Work instruction => Only the lines from the line containing "let ref mut rng = SmallRng::seed_from_u64(6);" to the end of the records, both included, belong in the answer, copied exactly.

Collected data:

#[cfg(test)]
mod tests {
    use super::*;
    use crate::players::Snapshot;
    use rand::Rng;
    use rand::SeedableRng;
    use rand::rngs::SmallRng;

    fn game(strategy: Strategy, truth: Price, mover: Party) -> Game {
        let ref mut rng = SmallRng::seed_from_u64(0);
        let bot = Snapshot::new(strategy, strategy.profile(), truth, false, rng);
        Game::new(
            Mode::Battle,
            crate::STARTING_CAPITAL,
            mover,
            String::from("q"),
            truth,
            String::new(),
            bot,
        )
    }

    fn submit(engine: &Engine, game: &mut Game, command: Command) -> Result<(), Error> {
        let ref mut rng = SmallRng::seed_from_u64(1);
        engine.submit(game, command, rng)
    }

    #[test]
    fn rejected_commands_change_nothing() {
        let engine = Engine::default();
        let mut game = game(Strategy::Passive, 100., Party::Player);
        let before = game.clone();
        let rejected = [
            Command::InitialWidth(0),
            Command::ReduceWidth(50),
            Command::ElectMarketMaker,
            Command::Quote(10., 20.),
            Command::Trade(Trade::Buy),
        ];
        for command in rejected {
            assert!(submit(&engine, &mut game, command).is_err());
            assert!(game == before);
        }
    }

    #[test]
    fn reductions_obey_bounds() {
        let engine = Engine::default();
        let mut game = game(Strategy::Passive, 100., Party::Player);
        game.width = Some(400);
        let before = game.clone();
        let error = submit(&engine, &mut game, Command::ReduceWidth(361)).unwrap_err();
        assert!(error.rejection() == Some(&Rejection::ReductionTooSmall { maximum: 360, actual: 361 }));
        let error = submit(&engine, &mut game, Command::ReduceWidth(0)).unwrap_err();
        assert!(error.rejection() == Some(&Rejection::WidthTooSmall { minimum: 1, actual: 0 }));
        assert!(game == before);
        submit(&engine, &mut game, Command::ReduceWidth(360)).unwrap();
        assert!(game.width() == Some(360));
        assert!(game.mover() == Party::Bot);
    }

    #[test]
    fn smallest_width_is_irreducible() {
        let engine = Engine::default();
        let mut game = game(Strategy::Passive, 100., Party::Player);
        game.width = Some(1);
        let error = submit(&engine, &mut game, Command::ReduceWidth(1)).unwrap_err();
        assert!(error.rejection() == Some(&Rejection::Irreducible { width: 1 }));
        submit(&engine, &mut game, Command::ElectMarketMaker).unwrap();
        assert!(game.phase() == Phase::Quoting);
        assert!(game.mover() == Party::Player);
    }

    #[test]
    fn player_quote_must_match_width() {
        let engine = Engine::default();
        let mut game = game(Strategy::Passive, 100., Party::Player);
        game.width = Some(20);
        game.market_maker = Some(Party::Player);
        let before = game.clone();
        let error = submit(&engine, &mut game, Command::Quote(90., 111.)).unwrap_err();
        assert!(matches!(error.rejection(), Some(Rejection::SpreadMismatch { expected: 20, .. })));
        let error = submit(&engine, &mut game, Command::Quote(0.5, 20.5)).unwrap_err();
        assert!(matches!(error.rejection(), Some(Rejection::BidTooLow { .. })));
        assert!(game == before);
        submit(&engine, &mut game, Command::Quote(90., 110.)).unwrap();
        assert!(game.market_made());
        assert!(game.quote() == Some(Quote::new(90., 110.)));
        assert!(game.phase() == Phase::Trading);
        assert!(game.mover() == Party::Bot);
    }

    #[test]
    fn bot_trades_against_player_quote() {
        let ref mut rng = SmallRng::seed_from_u64(2);
        let engine = Engine::default();
        let mut game = game(Strategy::Aggressive, 50., Party::Player);
        game.width = Some(20);
        game.market_maker = Some(Party::Player);
        submit(&engine, &mut game, Command::Quote(40., 60.)).unwrap();
        engine.respond(&mut game, rng).unwrap();
        let settlement = game.settlement().unwrap();
        assert!(game.phase() == Phase::Resolution);
        assert!(settlement.trader == Party::Bot);
        assert!(settlement.winner == Party::Player);
        assert!(settlement.damage == Formula::Combined.assess(50., &Quote::new(40., 60.), settlement.trade));
    }

    #[test]
    fn player_trade_settles() {
        let engine = Engine::default();
        let mut game = game(Strategy::Aggressive, 100., Party::Player);
        game.width = Some(20);
        game.market_maker = Some(Party::Bot);
        game.market_made = true;
        game.bid = Some(90.);
        game.ask = Some(110.);
        submit(&engine, &mut game, Command::Trade(Trade::Buy)).unwrap();
        let settlement = game.settlement().unwrap();
        assert!(settlement.damage == 833);
        assert!(settlement.winner == Party::Bot);
        assert!(settlement.loser() == Party::Player);
        assert!(game.player_capital() == crate::STARTING_CAPITAL);
    }

    #[test]
    fn bot_markets_always_match_width() {
        let engine = Engine::default();
        for seed in 0..64 {
            let ref mut rng = SmallRng::seed_from_u64(seed);
            let strategy = Strategy::random(rng);
            let mut game = game(strategy, rng.random_range(1. ..10_000.), Party::Bot);
            engine.respond(&mut game, rng).unwrap();
            while game.phase() == Phase::Narrowing {
                let width = game.width().unwrap();
                if game.mover().is_player() {
                    let next = engine.rules().ceiling(width).unwrap_or(width);
                    match submit(&engine, &mut game, Command::ReduceWidth(next)) {
                        Ok(()) => assert!(next <= width * 9 / 10),
                        Err(_) => submit(&engine, &mut game, Command::ElectMarketMaker).unwrap(),
                    }
                } else {
                    engine.respond(&mut game, rng).unwrap();
                    assert!(game.width().unwrap() >= 1);
                }
            }
            if game.phase() == Phase::Quoting {
                let bid = (game.true_value() - game.width().unwrap() as Price / 2.).max(1.).round();
                let ask = bid + game.width().unwrap() as Price;
                submit(&engine, &mut game, Command::Quote(bid, ask)).unwrap();
            }
            assert!(game.market_made());
            let quote = game.quote().unwrap();
            assert!(quote.bid < quote.ask);
            assert!(quote.spread() == game.width().unwrap() as Price);
        }
    }

    #[test]
    fn bot_waits_its_turn() {
        let ref mut rng = SmallRng::seed_from_u64(3);
        let engine = Engine::default();
        let mut game = game(Strategy::Random, 100., Party::Player);
        assert!(matches!(
            engine.respond(&mut game, rng),
            Err(Error::Validation(Rejection::OutOfTurn { .. }))
        ));
    }

    #[test]
    fn bot_opens_at_twice_its_estimate() {
        let ref mut rng = SmallRng::seed_from_u64(4);
        let engine = Engine::default();
        let mut game = game(Strategy::Aggressive, 180., Party::Bot);
        game.bot.as_mut().unwrap().current_estimate = 200.;
        engine.respond(&mut game, rng).unwrap();
        assert!(game.width() == Some(400));
        assert!(game.mover() == Party::Player);
        assert!(game.phase() == Phase::Narrowing);
    }

    #[test]
    fn bot_forced_to_quote_at_smallest_width() {
        let ref mut rng = SmallRng::seed_from_u64(5);
        let engine = Engine::default();
        let mut game = game(Strategy::MarketHater, 100., Party::Bot);
        game.width = Some(1);
        engine.respond(&mut game, rng).unwrap();
        assert!(game.market_maker() == Some(Party::Bot));
        assert!(game.phase() == Phase::Trading);
        assert!(game.mover() == Party::Player);
        assert!(game.quote().unwrap().spread() == 1.);
    }

    #[test]
    fn player_narrowing_informs_bot() {
        let engine = Engine::default();
        let mut game = game(Strategy::Aggressive, 100., Party::Player);
        game.width = Some(400);
        game.bot.as_mut().unwrap().current_estimate = 130.;
        submit(&engine, &mut game, Command::ReduceWidth(300)).unwrap();
        let bot = game.bot().unwrap();
        assert!(bot.current_estimate < 130.);
        assert!(bot.log.len() == 1);
    }

    #[test]
    fn quote_requires_player_as_market_maker() {
        let engine = Engine::default();
        let mut game = game(Strategy::Passive, 100., Party::Player);
        game.width = Some(20);
        game.market_maker = Some(Party::Bot);
        let before = game.clone();
        let error = submit(&engine, &mut game, Command::Quote(90., 110.)).unwrap_err();
        assert!(matches!(error.rejection(), Some(Rejection::OutOfTurn { command: "quote", .. })));
        assert!(game == before);
    }

    #[test]
    fn contradictory_state_is_an_error() {
        let ref mut rng = SmallRng::seed_from_u64(6);
        let engine = Engine::default();
        let mut game = game(Strategy::Random, 100., Party::Player);
        game.width = Some(20);
        game.market_maker = Some(Party::Bot);
        game.market_made = true;
        let before = game.clone();
        assert!(game.phase() == Phase::Trading);
        let error = submit(&engine, &mut game, Command::Trade(Trade::Buy)).unwrap_err();
        assert!(matches!(error, Error::Inconsistent(_)));
        assert!(game == before);
        game.mover = Party::Bot;
        game.market_maker = Some(Party::Player);
        let before = game.clone();
        assert!(matches!(engine.respond(&mut game, rng), Err(Error::Inconsistent(_))));
        assert!(game == before);
        assert!(game.bot().is_some());
    }
}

Expected answer =>
        let ref mut rng = SmallRng::seed_from_u64(6);
        let engine = Engine::default();
        let mut game = game(Strategy::Random, 100., Party::Player);
        game.width = Some(20);
        game.market_maker = Some(Party::Bot);
        game.market_made = true;
        let before = game.clone();
        assert!(game.phase() == Phase::Trading);
        let error = submit(&engine, &mut game, Command::Trade(Trade::Buy)).unwrap_err();
        assert!(matches!(error, Error::Inconsistent(_)));
        assert!(game == before);
        game.mover = Party::Bot;
        game.market_maker = Some(Party::Player);
        let before = game.clone();
        assert!(matches!(engine.respond(&mut game, rng), Err(Error::Inconsistent(_))));
        assert!(game == before);
        assert!(game.bot().is_some());
    }
}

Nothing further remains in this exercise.